Justin the Martyr, he’s called a martyr because he was martyred. He didn’t have a last name, so we gave him that one. But Justin the Martyr, he said this, talking about Christians, “We cultivate the fear of God, justice, kindness, faith, and expectation of the future given us through the crucified one, that expectation is the resurrection. The more we are persecuted and martyred, the more do others in ever increasing numbers become believers.”
What Justin is saying is this, as we give our lives valiantly for Christ, people see within us, the hope that we really carry because of the resurrection of Jesus. And in that are so inspired, even in our death, that they come to trust in that Jesus too.

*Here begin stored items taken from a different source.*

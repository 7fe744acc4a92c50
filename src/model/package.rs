//! Installed package descriptor.

use std::path::{Path, PathBuf};
use serde::{Deserialize, Serialize};
use super::LanguageRef;

/// Package type that carries a translation model.
pub const TRANSLATE_PACKAGE: &str = "translate";

/// One installed model package, as reported by a `PackageSource`.
#[derive(Debug, Clone, PartialEq, Serialize, Deserialize)]
pub struct Package {
    #[serde(rename = "type", default = "default_package_type")]
    pub package_type: String,
    pub from_code: String,
    pub from_name: String,
    pub to_code: String,
    pub to_name: String,
    #[serde(default)]
    pub package_path: PathBuf,
}

fn default_package_type() -> String {
    TRANSLATE_PACKAGE.to_string()
}

impl Package {
    pub fn new(
        from: (&str, &str),
        to: (&str, &str),
        package_path: impl Into<PathBuf>,
    ) -> Self {
        Self {
            package_type: default_package_type(),
            from_code: from.0.to_string(),
            from_name: from.1.to_string(),
            to_code: to.0.to_string(),
            to_name: to.1.to_string(),
            package_path: package_path.into(),
        }
    }

    /// Parse a package's `metadata.json` manifest.
    pub fn from_metadata_json(json: &str, package_path: impl Into<PathBuf>) -> crate::Result<Self> {
        let mut pkg: Package = serde_json::from_str(json)?;
        pkg.package_path = package_path.into();
        Ok(pkg)
    }

    /// Read `<package_path>/metadata.json`.
    pub fn load(package_path: impl Into<PathBuf>) -> crate::Result<Self> {
        let package_path = package_path.into();
        let json = std::fs::read_to_string(package_path.join("metadata.json"))?;
        Self::from_metadata_json(&json, package_path)
    }

    pub fn is_translate(&self) -> bool {
        self.package_type == TRANSLATE_PACKAGE
    }

    pub fn from_lang(&self) -> LanguageRef {
        LanguageRef::new(&self.from_code, &self.from_name)
    }

    pub fn to_lang(&self) -> LanguageRef {
        LanguageRef::new(&self.to_code, &self.to_name)
    }

    /// Directory holding the inference model.
    pub fn model_path(&self) -> PathBuf {
        self.package_path.join("model")
    }

    /// Subword tokenizer model file.
    pub fn tokenizer_path(&self) -> PathBuf {
        self.package_path.join("sentencepiece.model")
    }

    pub fn path(&self) -> &Path {
        &self.package_path
    }
}

#[cfg(test)]
mod tests {
    use super::*;

    #[test]
    fn test_from_metadata_json() {
        let json = r#"{"type":"translate","from_code":"en","from_name":"English","to_code":"es","to_name":"Spanish"}"#;
        let pkg = Package::from_metadata_json(json, "/pkgs/en_es").unwrap();
        assert!(pkg.is_translate());
        assert_eq!(pkg.from_lang(), LanguageRef::new("en", "English"));
        assert_eq!(pkg.model_path(), PathBuf::from("/pkgs/en_es/model"));
        assert_eq!(pkg.tokenizer_path(), PathBuf::from("/pkgs/en_es/sentencepiece.model"));
    }

    #[test]
    fn test_load_from_directory() {
        let dir = std::env::temp_dir().join(format!("pivot-translate-pkg-{}", std::process::id()));
        std::fs::create_dir_all(&dir).unwrap();
        std::fs::write(
            dir.join("metadata.json"),
            r#"{"type":"translate","from_code":"fr","from_name":"French","to_code":"en","to_name":"English"}"#,
        )
        .unwrap();

        let pkg = Package::load(&dir).unwrap();
        assert_eq!(pkg.to_lang(), LanguageRef::new("en", "English"));
        assert_eq!(pkg.path(), dir.as_path());

        std::fs::remove_dir_all(&dir).unwrap();
    }

    #[test]
    fn test_load_missing_manifest() {
        let err = Package::load("/definitely/not/a/package").unwrap_err();
        assert!(matches!(err, crate::Error::Io(_)));
    }

    #[test]
    fn test_missing_type_defaults_to_translate() {
        let json = r#"{"from_code":"de","from_name":"German","to_code":"en","to_name":"English"}"#;
        let pkg = Package::from_metadata_json(json, "/pkgs/de_en").unwrap();
        assert!(pkg.is_translate());
    }
}
//! Identity edge: a language translating to itself.

use crate::model::{Hypotheses, Hypothesis, LanguageRef};
use crate::Result;
use super::{Translation, TranslationKind};

/// Returns the input unchanged, with score 0, in every slot.
#[derive(Debug, Clone)]
pub struct IdentityTranslation {
    lang: LanguageRef,
}

impl IdentityTranslation {
    pub fn new(lang: LanguageRef) -> Self {
        Self { lang }
    }
}

impl Translation for IdentityTranslation {
    fn from_lang(&self) -> &LanguageRef { &self.lang }
    fn to_lang(&self) -> &LanguageRef { &self.lang }
    fn kind(&self) -> TranslationKind { TranslationKind::Identity }

    fn generate(&self, input_text: &str, num_hypotheses: usize) -> Result<Hypotheses> {
        Ok(Hypothesis::repeated(input_text, 0.0, num_hypotheses))
    }
}
//! Direct edge backed by an installed model package.
//!
//! ```text
//! text → chunk → tokenize per sentence → translate_batch (beam, N-best)
//!      → hypothesis i = concat(sentence top-i tokens), Σ scores
//!      → "▁" → " ", drop one leading space
//! ```
//!
//! The inference handle and tokenizer are opened on first use and kept for
//! the lifetime of the edge. A per-edge mutex makes that at-most-once even
//! when the first two requests race.

use std::sync::Arc;
use parking_lot::Mutex;
use tracing::{debug, info};

use crate::backend::{
    WORD_BOUNDARY, BackendLoader, BatchOptions, InferenceBackend, SentenceChunker, Tokenizer, TokenizerLoader,
};
use crate::config::Settings;
use crate::model::{Hypotheses, Hypothesis, LanguageRef, Package};
use crate::{Error, Result};
use super::{Translation, TranslationKind};

/// Collaborators shared by every packaged edge of one provider.
#[derive(Clone)]
pub struct PackageRuntime {
    pub settings: Settings,
    pub loader: Arc<dyn BackendLoader>,
    pub tokenizers: Arc<dyn TokenizerLoader>,
    pub chunker: Arc<dyn SentenceChunker>,
}

#[derive(Clone)]
struct LoadedPackage {
    translator: Arc<dyn InferenceBackend>,
    tokenizer: Arc<dyn Tokenizer>,
}

pub struct PackageTranslation {
    from_lang: LanguageRef,
    to_lang: LanguageRef,
    package: Package,
    runtime: PackageRuntime,
    loaded: Mutex<Option<LoadedPackage>>,
}

impl PackageTranslation {
    pub fn new(package: Package, runtime: PackageRuntime) -> Self {
        Self {
            from_lang: package.from_lang(),
            to_lang: package.to_lang(),
            package,
            runtime,
            loaded: Mutex::new(None),
        }
    }

    pub fn package(&self) -> &Package {
        &self.package
    }

    pub fn is_loaded(&self) -> bool {
        self.loaded.lock().is_some()
    }

    /// Open the model and tokenizer now instead of on first request.
    pub fn preload(&self) -> Result<()> {
        self.handle().map(|_| ())
    }

    fn handle(&self) -> Result<LoadedPackage> {
        let mut slot = self.loaded.lock();
        if let Some(loaded) = slot.as_ref() {
            return Ok(loaded.clone());
        }
        info!(package = %self.package.path().display(), "loading translation package");
        let translator = self
            .runtime
            .loader
            .load(&self.package.model_path(), self.runtime.settings.device)?;
        let tokenizer = self.runtime.tokenizers.load(&self.package.tokenizer_path())?;
        let loaded = LoadedPackage { translator, tokenizer };
        *slot = Some(loaded.clone());
        Ok(loaded)
    }
}

impl Translation for PackageTranslation {
    fn from_lang(&self) -> &LanguageRef { &self.from_lang }
    fn to_lang(&self) -> &LanguageRef { &self.to_lang }
    fn kind(&self) -> TranslationKind { TranslationKind::Package }

    fn generate(&self, input_text: &str, num_hypotheses: usize) -> Result<Hypotheses> {
        let loaded = self.handle()?;
        apply_packaged_translation(&loaded, &self.runtime, input_text, num_hypotheses)
    }
}

fn apply_packaged_translation(
    loaded: &LoadedPackage,
    runtime: &PackageRuntime,
    input_text: &str,
    num_hypotheses: usize,
) -> Result<Hypotheses> {
    let sentences = runtime.chunker.chunk(input_text);
    debug!(?sentences, "sentences");

    let tokenized: Vec<Vec<String>> = sentences
        .iter()
        .map(|sentence| loaded.tokenizer.encode(sentence))
        .collect();
    debug!(?tokenized, "tokenized");

    let settings = &runtime.settings;
    let options = BatchOptions {
        beam_size: settings.beam_size(num_hypotheses),
        num_hypotheses,
        length_penalty: settings.length_penalty,
        max_batch_size: settings.max_batch_size,
        replace_unknowns: true,
    };
    let batches = loaded.translator.translate_batch(&tokenized, &options)?;
    if batches.len() != tokenized.len() {
        return Err(Error::BackendUnavailable(format!(
            "backend answered {} of {} sentences",
            batches.len(),
            tokenized.len()
        )));
    }

    let mut hypotheses = Hypotheses::with_capacity(num_hypotheses);
    for i in 0..num_hypotheses {
        let mut detokenized = String::new();
        let mut score = 0.0;
        for candidates in &batches {
            let candidate = candidates.get(i).ok_or_else(|| {
                Error::BackendUnavailable(format!(
                    "backend returned {} of {num_hypotheses} hypotheses",
                    candidates.len()
                ))
            })?;
            detokenized.extend(candidate.tokens.iter().map(String::as_str));
            score += candidate.score;
        }
        let detokenized = detokenized.replace(WORD_BOUNDARY, " ");
        let value = detokenized.strip_prefix(' ').unwrap_or(&detokenized);
        hypotheses.push(Hypothesis::new(value, score));
    }
    debug!(?hypotheses, "value hypotheses");
    Ok(hypotheses)
}
//! # Translation Data Model
//!
//! Plain DTOs shared by every layer: hypotheses, language identities and
//! package descriptors.
//!
//! Design rule: no backend handles here. This module is pure data: no I/O
//! beyond manifest parsing, no shared state.

pub mod hypothesis;
pub mod language;
pub mod package;

pub use hypothesis::{Hypothesis, Hypotheses, sort_best_first};
pub use language::LanguageRef;
pub use package::{Package, TRANSLATE_PACKAGE};
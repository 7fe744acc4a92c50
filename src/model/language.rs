//! Language identity carried by every edge.

use serde::{Deserialize, Serialize};

/// The code + display name of a language.
///
/// Identity is the ISO 639 `code`; `name` is presentation only and takes no
/// part in equality or hashing.
#[derive(Debug, Clone, Serialize, Deserialize)]
pub struct LanguageRef {
    pub code: String,
    pub name: String,
}

impl LanguageRef {
    pub fn new(code: impl Into<String>, name: impl Into<String>) -> Self {
        Self { code: code.into(), name: name.into() }
    }
}

impl PartialEq for LanguageRef {
    fn eq(&self, other: &Self) -> bool {
        self.code == other.code
    }
}

impl Eq for LanguageRef {}

impl std::hash::Hash for LanguageRef {
    fn hash<H: std::hash::Hasher>(&self, state: &mut H) {
        self.code.hash(state);
    }
}

impl std::fmt::Display for LanguageRef {
    fn fmt(&self, f: &mut std::fmt::Formatter<'_>) -> std::fmt::Result {
        f.write_str(&self.name)
    }
}

#[cfg(test)]
mod tests {
    use super::*;

    #[test]
    fn test_identity_is_code() {
        assert_eq!(LanguageRef::new("en", "English"), LanguageRef::new("en", "Anglais"));
        assert_ne!(LanguageRef::new("en", "English"), LanguageRef::new("es", "English"));
    }
}
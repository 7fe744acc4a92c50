//! Language vertex with its outbound and inbound edges.

use crate::model::LanguageRef;
use crate::translation::TranslationRef;

/// A language that can be translated from and/or to.
///
/// At most one edge in `translations_from` targets any given destination.
#[derive(Clone)]
pub struct Language {
    pub code: String,
    pub name: String,
    pub(crate) translations_from: Vec<TranslationRef>,
    pub(crate) translations_to: Vec<TranslationRef>,
}

impl Language {
    pub(crate) fn new(lang: &LanguageRef) -> Self {
        Self {
            code: lang.code.clone(),
            name: lang.name.clone(),
            translations_from: Vec::new(),
            translations_to: Vec::new(),
        }
    }

    /// Edges leaving this language, in insertion order.
    pub fn translations_from(&self) -> &[TranslationRef] {
        &self.translations_from
    }

    /// Edges arriving at this language, in insertion order.
    pub fn translations_to(&self) -> &[TranslationRef] {
        &self.translations_to
    }

    /// The edge from this language to `to`, if any.
    pub fn get_translation(&self, to: &LanguageRef) -> Option<&TranslationRef> {
        self.translation_to(&to.code)
    }

    pub fn translation_to(&self, code: &str) -> Option<&TranslationRef> {
        self.translations_from
            .iter()
            .find(|t| t.to_lang().code == code)
    }

    pub fn language_ref(&self) -> LanguageRef {
        LanguageRef::new(&self.code, &self.name)
    }
}

impl std::fmt::Display for Language {
    fn fmt(&self, f: &mut std::fmt::Formatter<'_>) -> std::fmt::Result {
        f.write_str(&self.name)
    }
}

impl std::fmt::Debug for Language {
    fn fmt(&self, f: &mut std::fmt::Formatter<'_>) -> std::fmt::Result {
        f.debug_struct("Language")
            .field("code", &self.code)
            .field("name", &self.name)
            .field("translations_from", &self.translations_from.len())
            .field("translations_to", &self.translations_to.len())
            .finish()
    }
}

And, guys, for us this morning, the miracle of this moment, the miracle of this event is everything bad in life you’ve ever endured. Every heartbreak you’ve ever experienced. Every hardship you ever go through. Thanks be to Jesus that all of it becomes untrue. All of it will become untrue in the presence of Christ and eternity. All of it. Jesus sees it. Jesus died for it. Jesus will come back as a furious king in judgment against it. And Jesus will wipe away all tears, all suffering, all pain. Revelation 21 tell us that, “And the first will go away and we will be in his presence forever,” because of the hope of this resurrection.